Class
calendar, week 9
Mon., 10/25:
# Students can bring one 8.5x11 page to the midterm with notes on it.
The exam is on material through
spin resonance.
# The radial 2d Schrodinger equation cannot be cast in the form of
a 1d Schrodinger equation, hence
we can not infer anything about the existence of bound states for circularly
symmetric shallow potentials
in 2d from the radial reduction.
# Potentials that fall to minus infinity faster than -1/r^2 have no
ground state (in the sense that, if we
regulate the potential by flattening it at r_0, and then take the limit
as r_0 goes to zero, the ground
state energy goes to minus infinity). The potential -a/r^2 has a gound
state if a is smaller than some critical value,
otherwise it does not. (See Landau & Lifshitz, section 35, "Fall
of a particle to the centre".)
# I repeated much of Friday's material, and completed the discussion
of the spherical square well.
See last friday's minutes, where I included some of what I said on
10/25.
# Coulomb potential: Initially solved by Pauli using Heisenberg's matrix
mechanics, i.e. using an
algebraic method. Then solved by Schrodinger using the Schrodinger
equation. Let's do the latter first:
Multiply the radial eqn by 2m/hbar^2:
[-(d^2/dr^2) + (l(l+1)/r^2) - 1/r_0 r + kappa^2] u(r) = 0,
where
r_0 = hbar^2/2me^2 = a_B/2 (half the Bohr radius), and
kappa = Sqrt[-2mE]/hbar.
Wed., 10/27:
# Normalizable solutions exist only for discrete values of kappa^2,
which yields the quantized. energy levels.
These can be found by series solution of the above radial eqn.
As r goes to infinity only the kappa^2 term matters, so u ~ exp(-kappa
r) .
(The exponentially growing solution is not normalizable.)
As r goes to zero, the 1/r^2 term dominates if l is not
zero, so u ~ r^(l+1).
Factor out these behaviors: u(r) = r^(l+1) exp(-kappa r) (c_k r^k)
(sum on k = 0 to infinity) and try to
solve for the series coefficients c_k.

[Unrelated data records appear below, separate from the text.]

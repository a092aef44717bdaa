//! Wire types for the Sheets v4 and OAuth token endpoints.

use serde::{Deserialize, Serialize};

fn default_token_uri() -> String {
    "https://oauth2.googleapis.com/token".to_string()
}

/// The fields of a service account key file that are needed to sign in.
#[derive(Debug, Clone, Deserialize)]
pub struct ServiceAccountKey {
    pub client_email: String,
    pub private_key: String,
    #[serde(default = "default_token_uri")]
    pub token_uri: String,
}

/// JWT claim set for the OAuth 2.0 JWT bearer grant.
#[derive(Debug, Serialize, PartialEq, Eq)]
pub struct Claims {
    pub iss: String,
    pub scope: String,
    pub aud: String,
    pub iat: u64,
    pub exp: u64,
}

#[derive(Debug, Deserialize)]
pub struct TokenResponse {
    pub access_token: String,
    #[serde(default)]
    pub expires_in: u64,
}

/// `values.get` response. `values` is absent when the range is empty.
#[derive(Debug, Default, Deserialize)]
pub struct ValueRange {
    #[serde(default)]
    pub values: Vec<Vec<String>>,
}

#[derive(Debug, Deserialize)]
pub struct SpreadsheetMeta {
    #[serde(default)]
    pub sheets: Vec<SheetEntry>,
}

#[derive(Debug, Deserialize)]
pub struct SheetEntry {
    pub properties: SheetProperties,
}

#[derive(Debug, Deserialize)]
#[serde(rename_all = "camelCase")]
pub struct SheetProperties {
    pub sheet_id: i64,
    pub title: String,
}

#[derive(Debug, Serialize)]
#[serde(rename_all = "camelCase")]
pub struct BatchUpdateValues<'a> {
    pub value_input_option: &'static str,
    pub data: Vec<RangeValues<'a>>,
}

#[derive(Debug, Serialize)]
pub struct RangeValues<'a> {
    pub range: String,
    pub values: &'a [Vec<String>],
}

/// Error body returned by Google APIs.
#[derive(Debug, Deserialize)]
pub struct ApiErrorBody {
    pub error: ApiErrorDetail,
}

#[derive(Debug, Deserialize)]
pub struct ApiErrorDetail {
    #[serde(default)]
    pub message: String,
}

Plug into the radial eqn. There
are nine combinations of
the two derivatives. When they both hit r^(l+1) that cancels the l(l+1)/r^2
term (if l=0 the second derivative
kills r^1, and there is no 1/r^2 term to cancel). When they both hit
exp(-kappa r) that cancels the kappa^2 term.

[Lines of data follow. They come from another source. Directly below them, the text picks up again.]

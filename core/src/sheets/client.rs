//! HTTP client for one tab of one spreadsheet.

use async_trait::async_trait;
use reqwest::{Client, Response};
use serde::Serialize;
use serde::de::DeserializeOwned;
use serde_json::{Value, json};
use tracing::{debug, info};

use onhands_common::config::Config;

use crate::codec::column_letter;
use crate::sheets::auth::ServiceAccount;
use crate::sheets::types::{
    ApiErrorBody, BatchUpdateValues, RangeValues, SpreadsheetMeta, ValueRange,
};
use crate::store::{CellBlock, SheetStore, StoreError};

const API_BASE: &str = "https://sheets.googleapis.com/v4/spreadsheets";

/// Interpret written text the way the web UI would, so `=...` becomes a formula.
const USER_ENTERED: &str = "USER_ENTERED";

/// Border colour of the quantity block, a very light grey.
const BORDER_GREY: f64 = 0.95294;

/// An authenticated handle on the configured tab.
pub struct GoogleSheet {
    http: Client,
    token: String,
    spreadsheet_id: String,
    tab: String,
    sheet_id: i64,
}

impl GoogleSheet {
    /// Signs in with the configured service account and resolves the tab.
    pub async fn connect(config: &Config) -> Result<Self, StoreError> {
        let account = ServiceAccount::from_file(&config.credentials)?;
        let http = Client::builder().build()?;
        let token = account.access_token(&http).await?;
        info!("Signed in as {}", account.client_email());

        let mut sheet = Self {
            http,
            token,
            spreadsheet_id: config.spreadsheet_id.clone(),
            tab: config.tab_name.clone(),
            sheet_id: 0,
        };
        sheet.sheet_id = sheet.resolve_sheet_id().await?;
        debug!("tab <{}> has sheet id {}", sheet.tab, sheet.sheet_id);
        Ok(sheet)
    }

    async fn resolve_sheet_id(&self) -> Result<i64, StoreError> {
        let url = format!(
            "{API_BASE}/{}?fields=sheets.properties(sheetId,title)",
            self.spreadsheet_id
        );
        let meta: SpreadsheetMeta = self.get_json(&url).await?;
        meta.sheets
            .into_iter()
            .find(|sheet| sheet.properties.title == self.tab)
            .map(|sheet| sheet.properties.sheet_id)
            .ok_or_else(|| StoreError::TabNotFound(self.tab.clone()))
    }

    /// Prefixes an A1 range with the quoted tab name.
    fn a1(&self, range: &str) -> String {
        let tab = self.tab.replace('\'', "''");
        if range.is_empty() {
            format!("'{tab}'")
        } else {
            format!("'{tab}'!{range}")
        }
    }

    fn values_url(&self, range: &str) -> String {
        format!(
            "{API_BASE}/{}/values/{}",
            self.spreadsheet_id,
            urlencoding::encode(&self.a1(range))
        )
    }

    async fn get_values(&self, range: &str) -> Result<Vec<Vec<String>>, StoreError> {
        let values: ValueRange = self.get_json(&self.values_url(range)).await?;
        Ok(values.values)
    }

    /// Sends structural / formatting requests through `spreadsheets.batchUpdate`.
    async fn batch_update(&self, requests: Vec<Value>) -> Result<(), StoreError> {
        let url = format!("{API_BASE}/{}:batchUpdate", self.spreadsheet_id);
        let _: Value = self.post_json(&url, &json!({ "requests": requests })).await?;
        Ok(())
    }

    fn row_range(&self, start_index: usize, end_index: usize) -> Value {
        json!({
            "sheetId": self.sheet_id,
            "dimension": "ROWS",
            "startIndex": start_index,
            "endIndex": end_index,
        })
    }

    /// Blank rows so the first becomes 1-based row `at`. Row 1 has nothing
    /// above it to inherit from.
    fn insert_request(&self, at: usize, count: usize) -> Value {
        let start = at - 1;
        json!({
            "insertDimension": {
                "range": self.row_range(start, start + count),
                "inheritFromBefore": start > 0,
            }
        })
    }

    /// Deletes 1-based rows `first_row..=last_row`.
    fn delete_request(&self, first_row: usize, last_row: usize) -> Value {
        json!({
            "deleteDimension": {
                "range": self.row_range(first_row - 1, last_row),
            }
        })
    }

    fn borders_request(&self, block: CellBlock) -> Value {
        json!({
            "repeatCell": {
                "range": {
                    "sheetId": self.sheet_id,
                    "startRowIndex": block.first_row - 1,
                    "endRowIndex": block.last_row,
                    "startColumnIndex": block.first_col,
                    "endColumnIndex": block.last_col + 1,
                },
                "cell": {
                    "userEnteredFormat": {
                        "borders": {
                            "bottom": border_style(),
                            "right": border_style(),
                        }
                    }
                },
                "fields": "userEnteredFormat.borders",
            }
        })
    }

    async fn get_json<T: DeserializeOwned>(&self, url: &str) -> Result<T, StoreError> {
        debug!("GET {url}");
        let response = self.http.get(url).bearer_auth(&self.token).send().await?;
        handle_response(response).await
    }

    async fn post_json<B, T>(&self, url: &str, body: &B) -> Result<T, StoreError>
    where
        B: Serialize + ?Sized,
        T: DeserializeOwned,
    {
        debug!("POST {url}");
        let response = self
            .http
            .post(url)
            .bearer_auth(&self.token)
            .json(body)
            .send()
            .await?;
        handle_response(response).await
    }
}

async fn handle_response<T: DeserializeOwned>(response: Response) -> Result<T, StoreError> {
    if !response.status().is_success() {
        let status = response.status().as_u16();
        let body = response.text().await.unwrap_or_default();
        let message = serde_json::from_str::<ApiErrorBody>(&body)
            .map(|parsed| parsed.error.message)
            .unwrap_or(body);
        return Err(StoreError::Api { status, message });
    }
    Ok(response.json().await?)
}

/// A1 range covering `rows` written from `first_row`, column A onwards.
fn write_range(first_row: usize, rows: &[Vec<String>]) -> String {
    let width = rows.iter().map(Vec::len).max().unwrap_or(1).max(1);
    let last_row = first_row + rows.len().saturating_sub(1);
    format!("A{first_row}:{}{last_row}", column_letter(width - 1))
}

fn border_style() -> Value {
    json!({
        "style": "SOLID",
        "colorStyle": {
            "rgbColor": {
                "red": BORDER_GREY,
                "green": BORDER_GREY,
                "blue": BORDER_GREY,
                "alpha": 1,
            }
        }
    })
}

#[async_trait]
impl SheetStore for GoogleSheet {
    async fn row_count(&self) -> Result<usize, StoreError> {
        Ok(self.get_values("").await?.len())
    }

    async fn read_rows(
        &self,
        first_row: usize,
        last_col: usize,
    ) -> Result<Vec<Vec<String>>, StoreError> {
        let range = format!("A{first_row}:{}", column_letter(last_col));
        self.get_values(&range).await
    }

    async fn insert_rows(&self, at: usize, count: usize) -> Result<(), StoreError> {
        self.batch_update(vec![self.insert_request(at, count)]).await
    }

    async fn delete_rows(&self, first_row: usize, last_row: usize) -> Result<(), StoreError> {
        self.batch_update(vec![self.delete_request(first_row, last_row)]).await
    }

    async fn write_rows(&self, first_row: usize, rows: &[Vec<String>]) -> Result<(), StoreError> {
        let url = format!("{API_BASE}/{}/values:batchUpdate", self.spreadsheet_id);
        let body = BatchUpdateValues {
            value_input_option: USER_ENTERED,
            data: vec![RangeValues {
                range: self.a1(&write_range(first_row, rows)),
                values: rows,
            }],
        };
        let _: Value = self.post_json(&url, &body).await?;
        Ok(())
    }

    async fn apply_borders(&self, block: CellBlock) -> Result<(), StoreError> {
        self.batch_update(vec![self.borders_request(block)]).await
    }
}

Evaluating the remaining terms we get an eqn like [ ... ]_k r^k = 0
which, since true for all r, implies [ ... ]_k = 0.
This yields a recursion relation c_k/c_(k-1) = [2 kappa (k + l + 1)
- 1/r_0]/ k (k + 2l + 1).
At large k then c_k/c_k-1 ~ 2 kappa/k. This is like the seriesexpansion
of exp(2 kappa r), so it will make the
whole function u blow up like exp(kappa r), which is not normalizable.
The only way out is if the series terminates,
which is only possible if [2 kappa (k + l + 1) - 1/r_0] = 0 for some
k. This yields 2 kappa r_0 = 1/n, with n = k+l+1,
or E = -(me^4/2 hbar^2) (1/n^2).
# n = k + l + 1 is called the principal quantum number. For
a given l, the lowest level is at k=0, so k+1 is what we
previously called the radial quantum number. For clarity, let's now
call the radial quantum number n_l, which counts
the levels of the radial Hamiltonian H_l. (Sometimes people alternatively
call k the radial quantum number.)
k = n_l -1 is the number of nodes in the radial wavefunction.
# The Coulomb spectrum is maximally degenerate: We showed last
week that for a given radial quantum
number, higher angular momentum states have higher energy. The most
degeneracy we could therefore have is
if the nth level of H_l is degenerate with the (n+1)st level
of H_(l-1), which is exactly the situation for the Coulomb spectrum.
This is sometimes called ``accidental degeneracy", but it is no accident.
It is a result of an extra symmetry of the
Coulomb problem (which is related to the classical fact that the orbits
are closed in the Coulomb potential). This
is explained in the supplement, Lenz vector and the
Coulomb potential. This supplement first explains Pauli's algebraic
solution of the Coulomb problem, which uses the Lenz vector, and then
explains how the Lenz vector yields the degeneracy.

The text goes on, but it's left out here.